CS 6241: Numerics for Data Science

Stochastic grdients, scaling, and Neston

Author

David Bindel

Published

February 4, 2025

Stochastic gradient methods

In the last half of the last lecture, we discussed the gradient descent iteration

x^{k + 1} = x^{k} - α_{k} \nabla ϕ (x^{k}) .

For small enough fixed

α

and nice enough

ϕ

, we can guarantee that the error scales like

∥ e^{k} ∥ = O (ρ^{k})

for some

ρ < 1

. This type of convergence is known by optimizers as (R)-linear convergence, and in machine learning it is sometimes called geometric convergence.
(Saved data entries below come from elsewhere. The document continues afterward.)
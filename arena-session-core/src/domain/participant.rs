use instant::Instant;
use schemars::JsonSchema;
use serde::{Deserialize, Serialize};
use std::fmt;

/// Opaque, stable identifier of a registered participant.
///
/// Issued by the identity collaborator; the room core never validates it.
#[derive(
    Debug, Clone, Copy, PartialEq, Eq, Hash, PartialOrd, Ord, Serialize, Deserialize, JsonSchema,
)]
#[serde(transparent)]
pub struct ParticipantId(u64);

impl ParticipantId {
    pub const fn new(raw: u64) -> Self {
        ParticipantId(raw)
    }

    pub fn as_u64(&self) -> u64 {
        self.0
    }
}

impl From<u64> for ParticipantId {
    fn from(raw: u64) -> Self {
        ParticipantId(raw)
    }
}

impl fmt::Display for ParticipantId {
    fn fmt(&self, f: &mut fmt::Formatter<'_>) -> fmt::Result {
        write!(f, "user{}", self.0)
    }
}

/// How a given identity relates to a room
#[derive(Debug, Clone, Copy, PartialEq, Eq, Serialize, Deserialize, JsonSchema)]
#[serde(rename_all = "snake_case")]
pub enum ViewerRole {
    /// Occupies slot 1 (plays X, moves first)
    Player1,
    /// Occupies slot 2 (plays O)
    Player2,
    /// Watches without a seat
    Spectator,
}

impl ViewerRole {
    /// Seat held by `participant` in a room seating `player1` and `player2`
    pub fn of(
        participant: ParticipantId,
        player1: ParticipantId,
        player2: Option<ParticipantId>,
    ) -> Self {
        if participant == player1 {
            ViewerRole::Player1
        } else if Some(participant) == player2 {
            ViewerRole::Player2
        } else {
            ViewerRole::Spectator
        }
    }

    pub fn is_player(&self) -> bool {
        !matches!(self, ViewerRole::Spectator)
    }
}

impl fmt::Display for ViewerRole {
    fn fmt(&self, f: &mut fmt::Formatter<'_>) -> fmt::Result {
        match self {
            ViewerRole::Player1 => write!(f, "Player 1"),
            ViewerRole::Player2 => write!(f, "Player 2"),
            ViewerRole::Spectator => write!(f, "Spectator"),
        }
    }
}

/// Timestamp in milliseconds since process start (monotonic)
///
/// Serializable and comparable, suitable for ordering ledger entries.
#[derive(
    Debug, Clone, Copy, PartialEq, Eq, PartialOrd, Ord, Serialize, Deserialize, JsonSchema,
)]
pub struct Timestamp(u64);

impl Timestamp {
    /// Create a timestamp representing the current moment
    pub fn now() -> Self {
        static ANCHOR: std::sync::OnceLock<Instant> = std::sync::OnceLock::new();
        let anchor = ANCHOR.get_or_init(Instant::now);

        let elapsed = Instant::now().duration_since(*anchor);
        Timestamp(elapsed.as_millis() as u64)
    }

    pub fn as_millis(&self) -> u64 {
        self.0
    }

    pub fn from_millis(millis: u64) -> Self {
        Timestamp(millis)
    }
}

impl fmt::Display for Timestamp {
    fn fmt(&self, f: &mut fmt::Formatter<'_>) -> fmt::Result {
        write!(f, "{}ms", self.0)
    }
}
pub mod application;
pub mod infrastructure;

pub use application::{DemoConfig, DemoReport, ReplayConfig, ReplayFile};
pub use infrastructure::{CliError, LogConfig, Result};
use crate::domain::RoomError;
use rand::Rng;
use schemars::JsonSchema;
use serde::{Deserialize, Serialize};
use std::fmt;
use std::str::FromStr;

/// Short, human-shareable identifier of a live room (e.g. `AB12C3`)
#[derive(Debug, Clone, PartialEq, Eq, Hash, PartialOrd, Ord, Serialize, Deserialize, JsonSchema)]
#[serde(transparent)]
pub struct RoomCode(String);

impl RoomCode {
    /// Number of characters in every room code
    pub const LEN: usize = 6;

    const ALPHABET: &'static [u8] = b"ABCDEFGHIJKLMNOPQRSTUVWXYZ0123456789";

    /// Draw a random code (36^6 ≈ 2.2 billion combinations)
    pub fn generate() -> Self {
        Self::generate_with(&mut rand::thread_rng())
    }

    /// Draw a code from a caller-supplied RNG
    pub fn generate_with<R: Rng + ?Sized>(rng: &mut R) -> Self {
        let code = (0..Self::LEN)
            .map(|_| Self::ALPHABET[rng.gen_range(0..Self::ALPHABET.len())] as char)
            .collect();
        RoomCode(code)
    }

    /// Validate and normalise a user-supplied code
    pub fn parse(raw: &str) -> Result<Self, RoomError> {
        let trimmed = raw.trim();
        if trimmed.len() != Self::LEN || !trimmed.chars().all(|c| c.is_ascii_alphanumeric()) {
            return Err(RoomError::InvalidRoomCode(raw.to_string()));
        }
        Ok(RoomCode(trimmed.to_ascii_uppercase()))
    }

    pub fn as_str(&self) -> &str {
        &self.0
    }
}

impl FromStr for RoomCode {
    type Err = RoomError;

    fn from_str(s: &str) -> Result<Self, Self::Err> {
        RoomCode::parse(s)
    }
}

impl fmt::Display for RoomCode {
    fn fmt(&self, f: &mut fmt::Formatter<'_>) -> fmt::Result {
        f.write_str(&self.0)
    }
}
We also saw last time that we can sometimes still obtain convergence results even when

\nabla ϕ (x^{k})

is not computed exactly, as long as the errors in the gradient computation are controlled in some way.
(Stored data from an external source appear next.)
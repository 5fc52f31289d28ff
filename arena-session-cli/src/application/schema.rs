use crate::application::replay::ReplayFile;
use crate::infrastructure::error::{CliError, Result};
use arena_session_core::{ActiveRoom, Move, RematchOutcome, RoomError, RoomEvent, RoomSnapshot};
use schemars::schema::RootSchema;
use schemars::schema_for;
use std::path::{Path, PathBuf};

/// Names accepted by `arena-cli schema --name`
pub const SCHEMA_NAMES: [&str; 7] = [
    "room_snapshot",
    "room_event",
    "move",
    "active_room",
    "rematch_outcome",
    "room_error",
    "replay_file",
];

pub fn schema_by_name(name: &str) -> Result<RootSchema> {
    let schema = match name {
        "room_snapshot" => schema_for!(RoomSnapshot),
        "room_event" => schema_for!(RoomEvent),
        "move" => schema_for!(Move),
        "active_room" => schema_for!(ActiveRoom),
        "rematch_outcome" => schema_for!(RematchOutcome),
        "room_error" => schema_for!(RoomError),
        "replay_file" => schema_for!(ReplayFile),
        other => return Err(CliError::UnknownSchema(other.to_string())),
    };
    Ok(schema)
}

/// Write every schema as `<name>.schema.json` into `dir`
pub fn write_all(dir: &Path) -> Result<Vec<PathBuf>> {
    if dir.exists() && !dir.is_dir() {
        return Err(CliError::invalid_directory(dir.to_path_buf()));
    }
    std::fs::create_dir_all(dir)?;

    SCHEMA_NAMES
        .iter()
        .map(|name| {
            let path = dir.join(format!("{name}.schema.json"));
            let schema = schema_by_name(name)?;
            std::fs::write(&path, serde_json::to_string_pretty(&schema)?)?;
            tracing::debug!("Wrote {}", path.display());
            Ok(path)
        })
        .collect()
}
The stochastic gradient methods replace $\nabla ϕ (x)$ by a randomized estimator. These methods are typically applied to objective functions that consist of a large number of independent terms, e.g. $ϕ (x) = \frac{1}{N} \sum_{i = 1}^{N} ϕ_{i} (x)$ In this case, we can randomly sample the $ϕ_{i}$ in order to obtain an unbiased estimate of the gradient, e.g. $\nabla ϕ (x) = E_{i} [\nabla ϕ_{i} (x)] .$ This estimator is unbiased, but the variance is high; in order to reduce the variance, one sometimes uses randomly-selected “minibatches” of points $\nabla ϕ (x) = E_{I} [\frac{1}{| I |} \sum_{i \in I} \nabla ϕ_{i} (x)] .$ Let’s call such estimators $g (x, ξ)$ , where $ξ$ is a random variable that determines the selection of data used in the estimator. Then the stochastic gradient algorithm is $x^{k + 1} = x^{k} - α_{k} g (x^{k}, ξ_{k}) .$

What does the convergence of the stochastic gradient algorithm look like? For nice enough functions and a sufficiently small fixed step size $α$ , the expected values optimality gap behaves like $E [ϕ (x^{k}) - ϕ (x^{*})] \leq c_{1} α + (1 - c_{2} α)^{- k} (ϕ (x^{0}) - ϕ (x^{*}))$ That is, the expected optimality gap converges linearly, but not to zero! To get closer to the true optimal value, we have to reduce the step size. Unfortunately, reducing the step size also reduces the rate of convergence! We can balance the two effects by taking $n_{0}$ steps with an initial size of $α_{0}$ to get the error down to $O (α_{0})$ , $2 n_{0}$ steps of size $2^{- 1} α_{0}$ to get the error down to $O (2^{- 1} α)$ , and so forth. This gives us a convergence rate of $O (1 / k)$ . More generally, we can get convergence with any (sufficiently small) schedule of step sizes such that $\sum_{k = 1}^{\infty} α_{k} = \infty, \sum_{k = 1}^{\infty} α_{k}^{2} < \infty .$ There are a wide variety of methods for choosing the step sizes (“learning rate”), sometimes in conjunction with methods to choose a better search direction than the (approximate) steepest descent direction.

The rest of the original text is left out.